A Moção de Apelo foi aprovada em plenário por todos os vereadores presentes e encaminhada aos parlamentares, em Goiânia, mas um deles não quis receber o documento, o deputado Victor Priori (PSDB). Segundo a vereadora Professora Geli, as reivindicações surgidas na audiência pública também terão encaminhamentos.

Geli frisou que os professores estão insatisfeitos. “A reposição salarial não aconteceu e as condições de trabalho são inadequadas. Alguns colégios em Anápolis não tem sede própria, outros estão em prédios emprestados e há também os que funcionam em prédios sem condições para alunos e professores”, denunciou a vereadora.
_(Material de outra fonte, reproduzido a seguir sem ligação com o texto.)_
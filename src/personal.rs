//! Per-game personal tables: which species and forms exist in each game family.
//!
//! The tables are loaded once into a process-wide store, either from the
//! embedded document or from disk at startup, and are read-only afterwards.

use crate::errors::{ForgeError, ForgeResult};
use schema::{GameContext, PersonalInfo, Species};
use serde::Deserialize;
use std::collections::{BTreeMap, HashMap};
use std::fs;
use std::path::Path;
use std::sync::{LazyLock, PoisonError, RwLock};
use tracing::info;

const EMBEDDED_PERSONAL: &str = include_str!("../data/personal.ron");

// Global personal data storage - loaded once at startup
static PERSONAL_TABLES: LazyLock<RwLock<HashMap<GameContext, PersonalTable>>> =
    LazyLock::new(|| {
        let tables = parse_document(EMBEDDED_PERSONAL)
            .expect("embedded personal table document must parse");
        RwLock::new(tables)
    });

/// One game family's species/form data.
#[derive(Debug, Clone, Default)]
pub struct PersonalTable {
    pub max_species: u16,
    /// Species obtainable in the game even though the base form is not flagged present.
    pub dex_additions: Vec<Species>,
    entries: HashMap<Species, Vec<PersonalInfo>>,
}

#[derive(Debug, Deserialize)]
struct PersonalDocument {
    contexts: BTreeMap<GameContext, ContextEntry>,
}

#[derive(Debug, Deserialize)]
struct ContextEntry {
    max_species: u16,
    #[serde(default)]
    dex_additions: Vec<Species>,
    species: BTreeMap<Species, SpeciesEntry>,
}

#[derive(Debug, Deserialize)]
struct SpeciesEntry {
    info: PersonalInfo,
    #[serde(default)]
    absent_forms: Vec<u8>,
    #[serde(default)]
    forms: BTreeMap<u8, PersonalInfo>,
}

impl SpeciesEntry {
    /// Expand the base entry into one entry per form.
    fn expand(self) -> Vec<PersonalInfo> {
        let SpeciesEntry {
            info,
            absent_forms,
            mut forms,
        } = self;
        (0..info.form_count.max(1))
            .map(|form| match forms.remove(&form) {
                Some(specific) => specific,
                None => {
                    let mut entry = info.clone();
                    entry.present = info.present && !absent_forms.contains(&form);
                    entry
                }
            })
            .collect()
    }
}

impl PersonalTable {
    /// Entry for a form, falling back to the base form like the game data does.
    pub fn form_entry(&self, species: Species, form: u8) -> Option<&PersonalInfo> {
        let forms = self.entries.get(&species)?;
        forms.get(usize::from(form)).or_else(|| forms.first())
    }

    pub fn form_count(&self, species: Species) -> u8 {
        self.entries
            .get(&species)
            .and_then(|forms| forms.first())
            .map(|info| info.form_count)
            .unwrap_or(0)
    }

    /// Whether a species/form can be obtained in this game family.
    pub fn is_present(&self, context: GameContext, species: Species, form: u8) -> bool {
        let Some(forms) = self.entries.get(&species) else {
            return false;
        };
        match forms.get(usize::from(form)) {
            Some(entry) if context.has_presence_flags() => entry.present,
            Some(_) => true,
            None => false,
        }
    }
}

fn parse_document(text: &str) -> ForgeResult<HashMap<GameContext, PersonalTable>> {
    let document: PersonalDocument =
        ron::from_str(text).map_err(|e| ForgeError::PersonalData(e.to_string()))?;

    let mut tables = HashMap::new();
    for (context, entry) in document.contexts {
        let entries = entry
            .species
            .into_iter()
            .map(|(species, data)| (species, data.expand()))
            .collect();
        tables.insert(
            context,
            PersonalTable {
                max_species: entry.max_species,
                dex_additions: entry.dex_additions,
                entries,
            },
        );
    }
    Ok(tables)
}

/// Replace the global personal tables with a RON document from disk
pub fn initialize_personal_tables(path: &Path) -> ForgeResult<()> {
    let text = fs::read_to_string(path).map_err(|e| ForgeError::io(path, e))?;
    let tables = parse_document(&text)?;
    info!(contexts = tables.len(), path = %path.display(), "Loaded personal tables");
    let mut global = PERSONAL_TABLES
        .write()
        .unwrap_or_else(PoisonError::into_inner);
    *global = tables;
    Ok(())
}

/// Run `f` against one game family's table, if it is loaded.
pub fn with_table<R>(context: GameContext, f: impl FnOnce(&PersonalTable) -> R) -> Option<R> {
    let tables = PERSONAL_TABLES
        .read()
        .unwrap_or_else(PoisonError::into_inner);
    tables.get(&context).map(f)
}

/// Get personal data for a species/form from the global store
pub fn personal_info(context: GameContext, species: Species, form: u8) -> Option<PersonalInfo> {
    with_table(context, |table| table.form_entry(species, form).cloned()).flatten()
}

pub fn form_count(context: GameContext, species: Species) -> u8 {
    with_table(context, |table| table.form_count(species)).unwrap_or(0)
}

pub fn is_present_in_game(context: GameContext, species: Species, form: u8) -> bool {
    with_table(context, |table| table.is_present(context, species, form)).unwrap_or(false)
}

pub fn max_species_id(context: GameContext) -> u16 {
    with_table(context, |table| table.max_species).unwrap_or(0)
}

pub fn dex_additions(context: GameContext) -> Vec<Species> {
    with_table(context, |table| table.dex_additions.clone()).unwrap_or_default()
}

#[cfg(test)]
mod tests {
    use super::*;
    use pretty_assertions::assert_eq;

    #[test]
    fn test_embedded_tables_cover_every_context() {
        use strum::IntoEnumIterator;
        for context in GameContext::iter() {
            assert!(
                max_species_id(context) > 0,
                "{} table should be embedded",
                context
            );
        }
    }

    #[test]
    fn test_presence_flags_only_matter_for_flagged_families() {
        assert!(is_present_in_game(
            GameContext::SwordShield,
            Species::ZACIAN,
            1
        ));
        assert!(!is_present_in_game(
            GameContext::SwordShield,
            Species::RATTATA,
            0
        ));
        assert!(!is_present_in_game(
            GameContext::SwordShield,
            Species::ZACIAN,
            2
        ));
        // Families without flags treat every listed form as present
        assert!(is_present_in_game(GameContext::Gen4, Species::ARCEUS, 9));
    }

    #[test]
    fn test_form_entry_falls_back_to_base_form() {
        let info = personal_info(GameContext::SwordShield, Species::ZACIAN, 7)
            .expect("Zacian should be in the Sword/Shield table");
        assert_eq!(info.form_count, 2);
        assert_eq!(form_count(GameContext::SwordShield, Species(9999)), 0);
    }

    #[test]
    fn test_absent_forms_expand_per_form() {
        let document = r#"(
            contexts: {
                SwordShield: (
                    max_species: 3,
                    species: {
                        3: (info: (form_count: 3, gender: 31), absent_forms: [1]),
                    },
                ),
            },
        )"#;
        let tables = parse_document(document).expect("document should parse");
        let table = &tables[&GameContext::SwordShield];
        assert!(table.is_present(GameContext::SwordShield, Species(3), 0));
        assert!(!table.is_present(GameContext::SwordShield, Species(3), 1));
        assert!(table.is_present(GameContext::SwordShield, Species(3), 2));
    }
}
Professora Geli falou ainda em falta de autonomia nas escolas. Segundo ela, um diretor que havia sido convidado para a audiência não pôde comparecer porque tinha que ir ao Fórum de Anápolis, responder a um processo surgido a partir de questões disciplinares do colégio onde trabalha. “Se há uma exigência maior quanto à disciplina nas unidades escolares, é preciso dar suporte aos profissionais”, comentou a vereadora.

O presidente do Sintego, José Natal, disse que a PEC 3548 retira direitos dos professores, como quinquênio e licença prêmio. Além disso, segundo ele, desde 2016 o governo estadual não dá reajuste à categoria. “Englobando os dois anos de data-base, chegamos a 19% a menos em nossos salários”, explicou.

José Natal falou ainda que o Sintego tentou negociar de forma “menos agressiva” com o governo, mas não teve êxito. “No presente momento temos nove escolas paralisadas [em Anápolis] e vamos ficar de prontidão na Assembleia Legislativa, pressionando para que os nossos deputados não votem a PEC como está sendo negociada”, ressaltou o presidente do Sintego. “Nenhum direito a menos para o trabalhador da educação”, concluiu.

A audiência pública contou com a presença também do vereador Fernando Paiva (PTN) e do diretor do IFG Anápolis, Ewerton Rodrigo Gassi.